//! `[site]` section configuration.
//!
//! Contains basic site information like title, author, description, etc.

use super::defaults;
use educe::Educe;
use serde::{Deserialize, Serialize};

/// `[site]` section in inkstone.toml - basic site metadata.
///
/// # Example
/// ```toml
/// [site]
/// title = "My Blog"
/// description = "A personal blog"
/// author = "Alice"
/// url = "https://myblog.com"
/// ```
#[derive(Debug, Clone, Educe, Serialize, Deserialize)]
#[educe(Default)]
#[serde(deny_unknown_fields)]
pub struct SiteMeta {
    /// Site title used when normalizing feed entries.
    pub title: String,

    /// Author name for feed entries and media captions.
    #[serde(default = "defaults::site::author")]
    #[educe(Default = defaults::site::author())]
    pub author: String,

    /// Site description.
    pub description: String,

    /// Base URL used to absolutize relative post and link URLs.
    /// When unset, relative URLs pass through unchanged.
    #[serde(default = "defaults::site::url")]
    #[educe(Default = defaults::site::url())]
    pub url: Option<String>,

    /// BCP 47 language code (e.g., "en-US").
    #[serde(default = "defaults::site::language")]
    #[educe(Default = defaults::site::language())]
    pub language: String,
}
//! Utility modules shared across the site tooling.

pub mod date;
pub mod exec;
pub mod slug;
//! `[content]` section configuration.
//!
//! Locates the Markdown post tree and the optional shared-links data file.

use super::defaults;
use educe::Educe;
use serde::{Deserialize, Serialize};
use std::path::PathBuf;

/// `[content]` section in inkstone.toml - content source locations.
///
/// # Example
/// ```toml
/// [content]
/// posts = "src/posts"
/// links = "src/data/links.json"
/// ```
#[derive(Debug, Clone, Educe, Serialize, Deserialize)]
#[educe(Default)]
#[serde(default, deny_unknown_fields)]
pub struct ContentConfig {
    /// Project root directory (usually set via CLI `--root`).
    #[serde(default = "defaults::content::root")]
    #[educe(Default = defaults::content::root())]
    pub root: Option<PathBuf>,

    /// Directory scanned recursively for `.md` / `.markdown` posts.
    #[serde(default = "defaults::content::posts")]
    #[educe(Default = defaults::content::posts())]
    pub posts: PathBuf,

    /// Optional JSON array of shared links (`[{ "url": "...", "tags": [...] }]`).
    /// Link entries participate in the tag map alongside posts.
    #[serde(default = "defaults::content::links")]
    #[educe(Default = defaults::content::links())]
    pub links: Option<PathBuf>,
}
***
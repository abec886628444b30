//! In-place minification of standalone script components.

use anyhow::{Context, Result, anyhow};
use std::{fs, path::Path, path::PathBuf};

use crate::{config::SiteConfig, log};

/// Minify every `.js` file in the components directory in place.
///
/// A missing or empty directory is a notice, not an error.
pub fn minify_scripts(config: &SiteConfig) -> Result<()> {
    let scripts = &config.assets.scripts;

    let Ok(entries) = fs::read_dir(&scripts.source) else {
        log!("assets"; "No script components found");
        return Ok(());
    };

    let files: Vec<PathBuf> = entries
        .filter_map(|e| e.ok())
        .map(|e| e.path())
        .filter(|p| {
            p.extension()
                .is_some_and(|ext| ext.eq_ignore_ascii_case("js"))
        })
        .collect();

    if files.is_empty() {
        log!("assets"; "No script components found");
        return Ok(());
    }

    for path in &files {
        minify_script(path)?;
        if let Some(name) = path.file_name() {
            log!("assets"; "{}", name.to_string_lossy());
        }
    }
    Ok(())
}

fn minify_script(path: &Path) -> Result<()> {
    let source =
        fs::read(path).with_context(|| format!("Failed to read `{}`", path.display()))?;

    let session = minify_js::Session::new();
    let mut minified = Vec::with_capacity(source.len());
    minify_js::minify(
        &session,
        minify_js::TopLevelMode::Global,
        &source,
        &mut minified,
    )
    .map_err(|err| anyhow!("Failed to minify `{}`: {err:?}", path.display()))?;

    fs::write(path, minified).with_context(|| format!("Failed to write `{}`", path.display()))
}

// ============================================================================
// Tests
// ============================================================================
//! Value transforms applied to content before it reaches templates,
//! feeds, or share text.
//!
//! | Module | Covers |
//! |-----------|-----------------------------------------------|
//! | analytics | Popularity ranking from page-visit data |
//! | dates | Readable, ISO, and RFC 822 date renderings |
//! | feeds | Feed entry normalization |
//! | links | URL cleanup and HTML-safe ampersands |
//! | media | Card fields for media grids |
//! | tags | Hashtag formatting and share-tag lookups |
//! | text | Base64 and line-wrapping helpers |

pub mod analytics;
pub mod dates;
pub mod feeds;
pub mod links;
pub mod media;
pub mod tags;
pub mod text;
***
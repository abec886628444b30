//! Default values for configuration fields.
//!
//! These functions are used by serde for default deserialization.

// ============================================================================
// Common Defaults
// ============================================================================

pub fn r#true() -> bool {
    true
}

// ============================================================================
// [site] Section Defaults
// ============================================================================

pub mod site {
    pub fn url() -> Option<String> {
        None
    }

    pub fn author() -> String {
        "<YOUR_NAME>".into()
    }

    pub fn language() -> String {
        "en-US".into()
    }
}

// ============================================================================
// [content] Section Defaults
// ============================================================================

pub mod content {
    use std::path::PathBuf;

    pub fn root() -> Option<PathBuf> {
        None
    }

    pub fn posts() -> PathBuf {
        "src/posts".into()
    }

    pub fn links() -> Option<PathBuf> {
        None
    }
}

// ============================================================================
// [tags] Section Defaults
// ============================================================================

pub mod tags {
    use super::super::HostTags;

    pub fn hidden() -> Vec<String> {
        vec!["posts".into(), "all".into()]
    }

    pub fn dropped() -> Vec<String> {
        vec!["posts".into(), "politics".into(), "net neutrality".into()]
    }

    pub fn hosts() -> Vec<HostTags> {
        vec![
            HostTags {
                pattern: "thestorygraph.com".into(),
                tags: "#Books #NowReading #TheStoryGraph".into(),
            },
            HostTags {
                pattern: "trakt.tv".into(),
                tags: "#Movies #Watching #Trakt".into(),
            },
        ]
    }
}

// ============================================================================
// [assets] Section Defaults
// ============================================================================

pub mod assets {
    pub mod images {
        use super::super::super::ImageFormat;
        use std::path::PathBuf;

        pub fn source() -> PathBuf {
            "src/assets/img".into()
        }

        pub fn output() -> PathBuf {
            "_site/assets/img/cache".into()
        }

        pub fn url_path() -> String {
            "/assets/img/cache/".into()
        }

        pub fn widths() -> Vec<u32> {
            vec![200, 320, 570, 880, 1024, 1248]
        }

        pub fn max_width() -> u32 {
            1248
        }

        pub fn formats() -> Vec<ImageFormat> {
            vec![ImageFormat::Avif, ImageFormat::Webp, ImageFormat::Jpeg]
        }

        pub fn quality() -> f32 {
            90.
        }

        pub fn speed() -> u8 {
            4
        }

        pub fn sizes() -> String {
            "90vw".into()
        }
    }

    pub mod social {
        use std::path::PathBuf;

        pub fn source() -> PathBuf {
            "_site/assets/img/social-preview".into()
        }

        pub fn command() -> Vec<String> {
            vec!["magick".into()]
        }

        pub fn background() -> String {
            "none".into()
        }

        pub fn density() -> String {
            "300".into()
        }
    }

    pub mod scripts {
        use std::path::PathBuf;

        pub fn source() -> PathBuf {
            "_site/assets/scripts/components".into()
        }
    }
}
***
EXERCISE »
Where a line contains the word "components", copy that line from the listing above.

RESPONSE FOR THIS EXERCISE »
//! In-place minification of standalone script components.
/// Minify every `.js` file in the components directory in place.
        log!("assets"; "No script components found");
        log!("assets"; "No script components found");
            "_site/assets/scripts/components".into()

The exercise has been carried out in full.